Please write out each entry below exactly as it appears.

[Stored items]
● ● ●
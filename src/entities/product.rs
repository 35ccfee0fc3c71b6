use chrono::{DateTime, Utc};
use rust_decimal::Decimal;
use sea_orm::entity::prelude::*;
use serde::{Deserialize, Serialize};
use uuid::Uuid;

use super::product_variant;

#[derive(Clone, Debug, PartialEq, Eq, DeriveEntityModel, Serialize, Deserialize)]
#[sea_orm(table_name = "products")]
pub struct Model {
    #[sea_orm(primary_key, auto_increment = false)]
    pub id: Uuid,
    pub name: String,
    #[sea_orm(unique)]
    pub slug: String,
    #[sea_orm(column_type = "Decimal(Some((19, 4)))")]
    pub base_price: Decimal,
    #[sea_orm(column_type = "Decimal(Some((19, 4)))", nullable)]
    pub sale_price: Option<Decimal>,
    /// Stock for products sold without variants
    pub stock: i32,
    pub is_active: bool,
    pub created_at: DateTime<Utc>,
    pub updated_at: DateTime<Utc>,
}

#[derive(Copy, Clone, Debug, EnumIter, DeriveRelation)]
pub enum Relation {
    #[sea_orm(has_many = "super::product_variant::Entity")]
    Variants,
}

impl Related<super::product_variant::Entity> for Entity {
    fn to() -> RelationDef {
        Relation::Variants.def()
    }
}

impl ActiveModelBehavior for ActiveModel {}

impl Model {
    /// Sale price when it is set and positive, else the base price.
    pub fn own_price(&self) -> Decimal {
        match self.sale_price {
            Some(sale) if sale > Decimal::ZERO => sale,
            _ => self.base_price,
        }
    }

    /// Price shown for the product as a whole: the first variant's price when
    /// the product has variants, otherwise its own price.
    ///
    /// `variants` must be in creation order.
    pub fn display_price(&self, variants: &[product_variant::Model]) -> Decimal {
        variants
            .first()
            .map(product_variant::Model::price)
            .unwrap_or_else(|| self.own_price())
    }

    /// Sum of variant stock when variants exist, else the product's own stock.
    pub fn total_stock(&self, variants: &[product_variant::Model]) -> i32 {
        if variants.is_empty() {
            self.stock
        } else {
            variants.iter().map(|v| v.stock).sum()
        }
    }
}

#[cfg(test)]
mod tests {
    use super::*;
    use rust_decimal_macros::dec;

    fn product(base: Decimal, sale: Option<Decimal>, stock: i32) -> Model {
        Model {
            id: Uuid::new_v4(),
            name: "Linen Shirt".into(),
            slug: "linen-shirt".into(),
            base_price: base,
            sale_price: sale,
            stock,
            is_active: true,
            created_at: Utc::now(),
            updated_at: Utc::now(),
        }
    }

    fn variant(product_id: Uuid, base: Decimal, sale: Option<Decimal>, stock: i32) -> product_variant::Model {
        product_variant::Model {
            id: Uuid::new_v4(),
            product_id,
            name: "M".into(),
            base_price: base,
            sale_price: sale,
            stock,
            created_at: Utc::now(),
        }
    }

    #[test]
    fn own_price_prefers_positive_sale_price() {
        assert_eq!(product(dec!(20), Some(dec!(15)), 0).own_price(), dec!(15));
        assert_eq!(product(dec!(20), Some(dec!(0)), 0).own_price(), dec!(20));
        assert_eq!(product(dec!(20), None, 0).own_price(), dec!(20));
    }

    #[test]
    fn display_price_uses_first_variant() {
        let p = product(dec!(20), Some(dec!(18)), 0);
        let variants = vec![
            variant(p.id, dec!(30), Some(dec!(25)), 1),
            variant(p.id, dec!(12), None, 1),
        ];
        assert_eq!(p.display_price(&variants), dec!(25));
        assert_eq!(p.display_price(&[]), dec!(18));
    }

    #[test]
    fn total_stock_sums_variants_when_present() {
        let p = product(dec!(20), None, 7);
        assert_eq!(p.total_stock(&[]), 7);
        let variants = vec![variant(p.id, dec!(1), None, 2), variant(p.id, dec!(1), None, 3)];
        assert_eq!(p.total_stock(&variants), 5);
    }
}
● ● ●
Solution to this task
filename src/entities/product.rs
repository 35ccfee0fc3c71b6
use chrono::{DateTime, Utc};
use rust_decimal::Decimal;
use sea_orm::entity::prelude::*;
use serde::{Deserialize, Serialize};
use uuid::Uuid;

use super::product_variant;

#[derive(Clone, Debug, PartialEq, Eq, DeriveEntityModel, Serialize, Deserialize)]
#[sea_orm(table_name = "products")]
pub struct Model {
    #[sea_orm(primary_key, auto_increment = false)]
    pub id: Uuid,
    pub name: String,
    #[sea_orm(unique)]
    pub slug: String,
    #[sea_orm(column_type = "Decimal(Some((19, 4)))")]
    pub base_price: Decimal,
    #[sea_orm(column_type = "Decimal(Some((19, 4)))", nullable)]
    pub sale_price: Option<Decimal>,
    /// Stock for products sold without variants
    pub stock: i32,
    pub is_active: bool,
    pub created_at: DateTime<Utc>,
    pub updated_at: DateTime<Utc>,
}

#[derive(Copy, Clone, Debug, EnumIter, DeriveRelation)]
pub enum Relation {
    #[sea_orm(has_many = "super::product_variant::Entity")]
    Variants,
}

impl Related<super::product_variant::Entity> for Entity {
    fn to() -> RelationDef {
        Relation::Variants.def()
    }
}

impl ActiveModelBehavior for ActiveModel {}

impl Model {
    /// Sale price when it is set and positive, else the base price.
    pub fn own_price(&self) -> Decimal {
        match self.sale_price {
            Some(sale) if sale > Decimal::ZERO => sale,
            _ => self.base_price,
        }
    }

    /// Price shown for the product as a whole: the first variant's price when
    /// the product has variants, otherwise its own price.
    ///
    /// `variants` must be in creation order.
    pub fn display_price(&self, variants: &[product_variant::Model]) -> Decimal {
        variants
            .first()
            .map(product_variant::Model::price)
            .unwrap_or_else(|| self.own_price())
    }

    /// Sum of variant stock when variants exist, else the product's own stock.
    pub fn total_stock(&self, variants: &[product_variant::Model]) -> i32 {
        if variants.is_empty() {
            self.stock
        } else {
            variants.iter().map(|v| v.stock).sum()
        }
    }
}

#[cfg(test)]
mod tests {
    use super::*;
    use rust_decimal_macros::dec;

    fn product(base: Decimal, sale: Option<Decimal>, stock: i32) -> Model {
        Model {
            id: Uuid::new_v4(),
            name: "Linen Shirt".into(),
            slug: "linen-shirt".into(),
            base_price: base,
            sale_price: sale,
            stock,
            is_active: true,
            created_at: Utc::now(),
            updated_at: Utc::now(),
        }
    }

    fn variant(product_id: Uuid, base: Decimal, sale: Option<Decimal>, stock: i32) -> product_variant::Model {
        product_variant::Model {
            id: Uuid::new_v4(),
            product_id,
            name: "M".into(),
            base_price: base,
            sale_price: sale,
            stock,
            created_at: Utc::now(),
        }
    }

    #[test]
    fn own_price_prefers_positive_sale_price() {
        assert_eq!(product(dec!(20), Some(dec!(15)), 0).own_price(), dec!(15));
        assert_eq!(product(dec!(20), Some(dec!(0)), 0).own_price(), dec!(20));
        assert_eq!(product(dec!(20), None, 0).own_price(), dec!(20));
    }

    #[test]
    fn display_price_uses_first_variant() {
        let p = product(dec!(20), Some(dec!(18)), 0);
        let variants = vec![
            variant(p.id, dec!(30), Some(dec!(25)), 1),
            variant(p.id, dec!(12), None, 1),
        ];
        assert_eq!(p.display_price(&variants), dec!(25));
        assert_eq!(p.display_price(&[]), dec!(18));
    }

    #[test]
    fn total_stock_sums_variants_when_present() {
        let p = product(dec!(20), None, 7);
        assert_eq!(p.total_stock(&[]), 7);
        let variants = vec![variant(p.id, dec!(1), None, 2), variant(p.id, dec!(1), None, 3)];
        assert_eq!(p.total_stock(&variants), 5);
    }
}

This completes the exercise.